Vom Kupfergraben und über die Eiserne Brücke kommend, erblickt man eine unwirklich schlanke Pfeilerhalle, die über einem mächtigen Sockel über dem Kupfergraben schwebt. Hinter der Pfeilerhalle liegt die breite, dreifach geknickte Freitreppe, die zu dem Portalbau des oberen Eingangs führt. Und schließlich dockt ein ebenfalls von schlanken Stützen formulierter Innenhof im Erdgeschoss nahtlos an die Stülerschen Kolonnaden an, durch das Aufnehmen ihrer Proportionen und ihres Rhythmus.

Foto © Ute Zscharnt für David Chipperfield Architects 

Dieser neue Innenhof verbindet die James-Simon-Galerie mit dem gegenüberliegenden Neuen Museum und dem noch lange im Bau befindlichen Pergamonmuseum. Im Erdgeschoss befindet sich das zentrale Foyer als Verteiler nach unten und oben oder in das überraschend große Auditorium, das in den Hohlraum unter die Freitreppe geschoben wurde. Im Untergeschoss wird eines Tages die Archäologische Promenade vier der fünf Museen miteinander verknüpfen. Oben auf der Terrasse der Galerie befindet sich das Café und Restaurant Cu29, dessen Interieur ebenfalls von David Chipperfield Architects gestaltet wurde.

Materialien und Ausführung sind exquisit gewählt und gefügt: im Inneren glatter Sichtbeton, der in Kontrast gesetzt ist zu einer transluzenten Marmorwand oder Furnieren aus dunklem Walnussholz, die Handläufe und Beschläge aus Bronze, die Boden aus Muschelkalk. Draußen veredelt und unterstreicht ein Marmorzuschlag im Beton den strahlenden Charakter des neuen Baus.

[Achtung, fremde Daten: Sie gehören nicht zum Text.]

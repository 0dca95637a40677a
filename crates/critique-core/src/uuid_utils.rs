//! UUID v7 utilities for time-ordered identifiers.
//!
//! Job and profile IDs are UUIDv7 so that sorting by ID matches creation
//! order, which retrieval relies on for deterministic tie-breaks.

use uuid::Uuid;

/// Generate a new UUIDv7 identifier.
#[inline]
pub fn new_v7() -> Uuid {
    Uuid::now_v7()
}

#[cfg(test)]
mod tests {
    use super::*;

    #[test]
    fn test_new_v7_is_version_7() {
        assert_eq!(new_v7().get_version_num(), 7);
    }

    #[test]
    fn test_v7_ids_sort_by_creation() {
        let a = new_v7();
        std::thread::sleep(std::time::Duration::from_millis(2));
        let b = new_v7();
        assert!(a < b);
    }
}
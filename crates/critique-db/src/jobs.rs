//! Job repository implementation.

use std::sync::Arc;

use async_trait::async_trait;
use chrono::Utc;
use sqlx::{Pool, Postgres, Row};
use tokio::sync::Notify;
use tracing::{debug, info};
use uuid::Uuid;

use critique_core::{
    new_v7, AnalysisMode, CreateJobRequest, CritiqueResult, Error, ErrorKind, Job, JobError,
    JobRepository, JobStatus, QueueStats, Result,
};

const JOB_COLUMNS: &str = "id, advisor_id, image_path, mode_requested, mode_effective, \
     fell_back, status, progress_percent, result, error_kind, error_message, \
     created_at, updated_at";

/// PostgreSQL implementation of JobRepository.
pub struct PgJobRepository {
    pool: Pool<Postgres>,
    /// Woken on every insert so the worker does not wait out its poll interval.
    notify: Arc<Notify>,
}

impl PgJobRepository {
    pub fn new(pool: Pool<Postgres>) -> Self {
        Self {
            pool,
            notify: Arc::new(Notify::new()),
        }
    }

    /// Notification handle for event-driven waking.
    pub fn job_notify(&self) -> Arc<Notify> {
        self.notify.clone()
    }

    fn parse_mode(raw: &str) -> Result<AnalysisMode> {
        raw.parse::<AnalysisMode>()
            .map_err(|_| Error::Internal(format!("unknown stored mode '{}'", raw)))
    }

    fn parse_job_row(row: sqlx::postgres::PgRow) -> Result<Job> {
        let status_raw: String = row.get("status");
        let status = JobStatus::parse(&status_raw)
            .ok_or_else(|| Error::Internal(format!("unknown stored status '{}'", status_raw)))?;

        let mode_effective = row
            .get::<Option<String>, _>("mode_effective")
            .map(|m| Self::parse_mode(&m))
            .transpose()?;

        let result = row
            .get::<Option<serde_json::Value>, _>("result")
            .map(serde_json::from_value::<CritiqueResult>)
            .transpose()?;

        let error = match row.get::<Option<String>, _>("error_kind") {
            Some(kind) => Some(JobError {
                kind: ErrorKind::parse(&kind)
                    .ok_or_else(|| Error::Internal(format!("unknown error kind '{}'", kind)))?,
                message: row
                    .get::<Option<String>, _>("error_message")
                    .unwrap_or_default(),
            }),
            None => None,
        };

        Ok(Job {
            id: row.get("id"),
            advisor_id: row.get("advisor_id"),
            image_path: row.get("image_path"),
            mode_requested: Self::parse_mode(row.get("mode_requested"))?,
            mode_effective,
            fell_back: row.get("fell_back"),
            status,
            progress_percent: row.get("progress_percent"),
            result,
            error,
            created_at: row.get("created_at"),
            updated_at: row.get("updated_at"),
        })
    }

    /// Explain why a guarded update touched no row.
    async fn rejected(&self, job_id: Uuid, to: JobStatus) -> Error {
        match self.get(job_id).await {
            Ok(Some(job)) => Error::InvalidTransition {
                from: job.status,
                to,
            },
            Ok(None) => Error::JobNotFound(job_id),
            Err(e) => e,
        }
    }

    fn predecessors(to: JobStatus) -> Vec<String> {
        JobStatus::allowed_predecessors(to)
            .into_iter()
            .map(|s| s.as_str().to_string())
            .collect()
    }
}

#[async_trait]
impl JobRepository for PgJobRepository {
    async fn create(&self, req: CreateJobRequest) -> Result<Job> {
        let now = Utc::now();
        let sql = format!(
            "INSERT INTO analysis_job (id, advisor_id, image_path, mode_requested, status, \
                                       progress_percent, created_at, updated_at) \
             VALUES ($1, $2, $3, $4, 'queued', 0, $5, $5) \
             RETURNING {JOB_COLUMNS}"
        );
        let row = sqlx::query(&sql)
            .bind(new_v7())
            .bind(&req.advisor_id)
            .bind(&req.image_path)
            .bind(req.mode_requested.as_str())
            .bind(now)
            .fetch_one(&self.pool)
            .await
            .map_err(Error::Database)?;

        let job = Self::parse_job_row(row)?;
        self.notify.notify_one();
        info!(
            subsystem = "database",
            component = "jobs",
            op = "create",
            job_id = %job.id,
            advisor_id = %job.advisor_id,
            mode_requested = %job.mode_requested,
            "Job queued"
        );
        Ok(job)
    }

    async fn get(&self, job_id: Uuid) -> Result<Option<Job>> {
        let sql = format!("SELECT {JOB_COLUMNS} FROM analysis_job WHERE id = $1");
        let row = sqlx::query(&sql)
            .bind(job_id)
            .fetch_optional(&self.pool)
            .await
            .map_err(Error::Database)?;
        row.map(Self::parse_job_row).transpose()
    }

    async fn next_queued(&self) -> Result<Option<Job>> {
        let sql = format!(
            "SELECT {JOB_COLUMNS} FROM analysis_job \
             WHERE status = 'queued' \
             ORDER BY created_at ASC, id ASC \
             LIMIT 1"
        );
        let row = sqlx::query(&sql)
            .fetch_optional(&self.pool)
            .await
            .map_err(Error::Database)?;
        row.map(Self::parse_job_row).transpose()
    }

    async fn set_effective_mode(
        &self,
        job_id: Uuid,
        mode: AnalysisMode,
        fell_back: bool,
    ) -> Result<Job> {
        let sql = format!(
            "UPDATE analysis_job \
             SET mode_effective = $2, fell_back = $3, updated_at = $4 \
             WHERE id = $1 AND status = 'queued' \
             RETURNING {JOB_COLUMNS}"
        );
        let row = sqlx::query(&sql)
            .bind(job_id)
            .bind(mode.as_str())
            .bind(fell_back)
            .bind(Utc::now())
            .fetch_optional(&self.pool)
            .await
            .map_err(Error::Database)?;

        match row {
            Some(row) => Self::parse_job_row(row),
            None => Err(self.rejected(job_id, JobStatus::Queued).await),
        }
    }

    async fn transition(&self, job_id: Uuid, to: JobStatus, progress_percent: i32) -> Result<Job> {
        if to.is_terminal() {
            return Err(Error::Internal(format!(
                "terminal state {} must be entered through complete/fail",
                to
            )));
        }

        let sql = format!(
            "UPDATE analysis_job \
             SET status = $2, \
                 progress_percent = GREATEST(progress_percent, LEAST($3, 100)), \
                 updated_at = $4 \
             WHERE id = $1 AND status = ANY($5) \
             RETURNING {JOB_COLUMNS}"
        );
        let row = sqlx::query(&sql)
            .bind(job_id)
            .bind(to.as_str())
            .bind(progress_percent)
            .bind(Utc::now())
            .bind(Self::predecessors(to))
            .fetch_optional(&self.pool)
            .await
            .map_err(Error::Database)?;

        match row {
            Some(row) => {
                debug!(
                    subsystem = "database",
                    component = "jobs",
                    op = "transition",
                    job_id = %job_id,
                    status = %to,
                    "Job status updated"
                );
                Self::parse_job_row(row)
            }
            None => Err(self.rejected(job_id, to).await),
        }
    }

    async fn complete(&self, job_id: Uuid, result: &CritiqueResult) -> Result<Job> {
        let sql = format!(
            "UPDATE analysis_job \
             SET status = 'done', progress_percent = 100, result = $2, updated_at = $3 \
             WHERE id = $1 AND status = ANY($4) \
             RETURNING {JOB_COLUMNS}"
        );
        let row = sqlx::query(&sql)
            .bind(job_id)
            .bind(serde_json::to_value(result)?)
            .bind(Utc::now())
            .bind(Self::predecessors(JobStatus::Done))
            .fetch_optional(&self.pool)
            .await
            .map_err(Error::Database)?;

        match row {
            Some(row) => Self::parse_job_row(row),
            None => Err(self.rejected(job_id, JobStatus::Done).await),
        }
    }

    async fn fail(&self, job_id: Uuid, error: &JobError) -> Result<Job> {
        let sql = format!(
            "UPDATE analysis_job \
             SET status = 'error', error_kind = $2, error_message = $3, updated_at = $4 \
             WHERE id = $1 AND status = ANY($5) \
             RETURNING {JOB_COLUMNS}"
        );
        let row = sqlx::query(&sql)
            .bind(job_id)
            .bind(error.kind.as_str())
            .bind(&error.message)
            .bind(Utc::now())
            .bind(Self::predecessors(JobStatus::Error))
            .fetch_optional(&self.pool)
            .await
            .map_err(Error::Database)?;

        match row {
            Some(row) => Self::parse_job_row(row),
            None => Err(self.rejected(job_id, JobStatus::Error).await),
        }
    }

    async fn list_recent(&self, limit: i64) -> Result<Vec<Job>> {
        let sql = format!(
            "SELECT {JOB_COLUMNS} FROM analysis_job \
             ORDER BY created_at DESC, id DESC \
             LIMIT $1"
        );
        let rows = sqlx::query(&sql)
            .bind(limit.max(0))
            .fetch_all(&self.pool)
            .await
            .map_err(Error::Database)?;
        rows.into_iter().map(Self::parse_job_row).collect()
    }

    async fn queue_stats(&self) -> Result<QueueStats> {
        let rows = sqlx::query("SELECT status, COUNT(*) AS n FROM analysis_job GROUP BY status")
            .fetch_all(&self.pool)
            .await
            .map_err(Error::Database)?;

        let mut stats = QueueStats::default();
        for row in rows {
            let status: String = row.get("status");
            let n: i64 = row.get("n");
            match JobStatus::parse(&status) {
                Some(JobStatus::Queued) => stats.queued += n,
                Some(JobStatus::Done) => stats.done += n,
                Some(JobStatus::Error) => stats.error += n,
                Some(_) => stats.in_flight += n,
                None => {}
            }
            stats.total += n;
        }
        Ok(stats)
    }

    async fn fail_interrupted(&self) -> Result<Vec<Job>> {
        let interrupted = JobError::interrupted(ErrorKind::AnalysisFailed);
        let sql = format!(
            "UPDATE analysis_job \
             SET status = 'error', \
                 error_kind = CASE status \
                     WHEN 'extracting' THEN $1 \
                     WHEN 'retrieving' THEN $2 \
                     ELSE $3 END, \
                 error_message = $4, \
                 updated_at = $5 \
             WHERE status IN ('extracting', 'retrieving', 'analyzing') \
             RETURNING {JOB_COLUMNS}"
        );
        let rows = sqlx::query(&sql)
            .bind(ErrorKind::ExtractionFailed.as_str())
            .bind(ErrorKind::RetrievalFailed.as_str())
            .bind(ErrorKind::AnalysisFailed.as_str())
            .bind(&interrupted.message)
            .bind(Utc::now())
            .fetch_all(&self.pool)
            .await
            .map_err(Error::Database)?;

        if !rows.is_empty() {
            info!(
                subsystem = "database",
                component = "jobs",
                op = "fail_interrupted",
                count = rows.len(),
                "Failed jobs interrupted by restart"
            );
        }
        rows.into_iter().map(Self::parse_job_row).collect()
    }
}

Foto © Ute Zscharnt für David Chipperfield Architects 

Zu erwähnen ist noch, dass im vor zehn Jahren ausgezeichneten Nachbargebäude - dem Neuen Museum - das prominenteste Exponat die Büste der Nofretete ist. Entdeckt wurde sie bei Grabungen, die der Berliner Unternehmer James Simon (1851–1932), finanziert hatte. Das neue Eingangsgebäude auf der Museumsinsel würdigt auch sein Mäzenatentum.

Zur Erinnerung: Seit 2007 werden mit dem DAM-Preis jährlich herausragende Bauten in Deutschland ausgezeichnet. 2020 wird der Preis vom Deutschen Architekturmuseum (DAM) bereits zum vierten Mal in enger Zusammenarbeit mit JUNG als Kooperationspartner vergeben.